◆ WHAT TO DO ◆
How many of the lines in the material underneath include the string "RootMismatch"? State the number only.

◆ THE INPUT ◆

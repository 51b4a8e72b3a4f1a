//! Checkpointed progress for restartable runs.
//!
//! A run records every completed unit of work (a partial or full digest, a
//! resolved duplicate group) in an append-only log next to the target. When a
//! run is interrupted, the next run over the same target replays the log and
//! skips everything already recorded, so the final duplicate groups and
//! resolution actions match an uninterrupted run.
//!
//! # Features
//!
//! * **Write-ahead**: resolution intents are persisted before any file moves.
//! * **Integrity**: each record carries a SHA256 checksum and a sequence number.
//! * **Torn writes**: an incomplete final line is dropped, anything else fails.
//!
//! # Architecture
//!
//! * [`data`]: Header, record and unit key definitions.
//! * [`io`]: Loading, replaying and appending to the log.

pub mod data;
pub mod io;

use std::path::{Path, PathBuf};

pub use data::{
    fullhash_unit, group_unit, normalize_path, prehash_unit, CheckpointHeader, Phase, Record,
    CHECKPOINT_FILE_NAME, CHECKPOINT_VERSION,
};
pub use io::{Checkpoint, CheckpointStats};

/// Errors raised while reading or writing a checkpoint.
#[derive(thiserror::Error, Debug)]
pub enum CheckpointError {
    /// The checkpoint could not be read or written.
    #[error("Checkpoint I/O error for {path}: {source}")]
    Io {
        /// Checkpoint path
        path: PathBuf,
        /// The underlying I/O error
        #[source]
        source: std::io::Error,
    },

    /// The log is damaged beyond a torn final write.
    #[error("Checkpoint {path} is corrupt at line {line}: {reason}. Re-run with --discard-checkpoint to start over")]
    Corrupt {
        /// Checkpoint path
        path: PathBuf,
        /// 1-based line number
        line: usize,
        /// What was wrong with the line
        reason: String,
    },

    /// The log was written by an incompatible version.
    #[error("Unsupported checkpoint version {found} in {path} (expected {expected})")]
    UnsupportedVersion {
        /// Checkpoint path
        path: PathBuf,
        /// Version found in the header
        found: u32,
        /// Version this build writes
        expected: u32,
    },

    /// The log belongs to a different target root.
    #[error("Checkpoint {path} belongs to {found}, not {expected}")]
    RootMismatch {
        /// Checkpoint path
        path: PathBuf,
        /// Root of the current run
        expected: PathBuf,
        /// Root recorded in the header
        found: PathBuf,
    },

    /// A record could not be serialized.
    #[error("Checkpoint serialization error: {0}")]
    Serialize(#[from] serde_json::Error),
}

impl CheckpointError {
    pub(crate) fn io(path: &Path, source: std::io::Error) -> Self {
        Self::Io {
            path: path.to_path_buf(),
            source,
        }
    }

    /// Whether the error means the persisted state cannot be trusted.
    #[must_use]
    pub fn is_corruption(&self) -> bool {
        matches!(
            self,
            Self::Corrupt { .. } | Self::UnsupportedVersion { .. } | Self::RootMismatch { .. }
        )
    }
}
//! Duplicate detection.
//!
//! - [`groups`]: group keys, duplicate groups and size bucketing
//! - [`finder`]: the walk → size → prehash → full hash pipeline
//! - [`near`]: advisory near-duplicate video matching

pub mod finder;
pub mod groups;
pub mod near;

pub use finder::{
    phase2_prehash, phase3_fullhash, DuplicateFinder, FinderConfig, FinderError, FullhashStats,
    HashPhaseConfig, PrehashBuckets, PrehashStats, ScanOutcome, ScanSummary,
};
pub use groups::{group_by_size, DuplicateGroup, GroupKey, GroupingStats};
pub use near::{
    find_near_duplicates, match_signatures, NearConfig, NearDuplicateCandidate,
    NearDuplicateReport, ProbedVideo, SkipReason, DEFAULT_TOLERANCE_MS,
};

◆ RESPONSE TO THIS EXERCISE ◆
2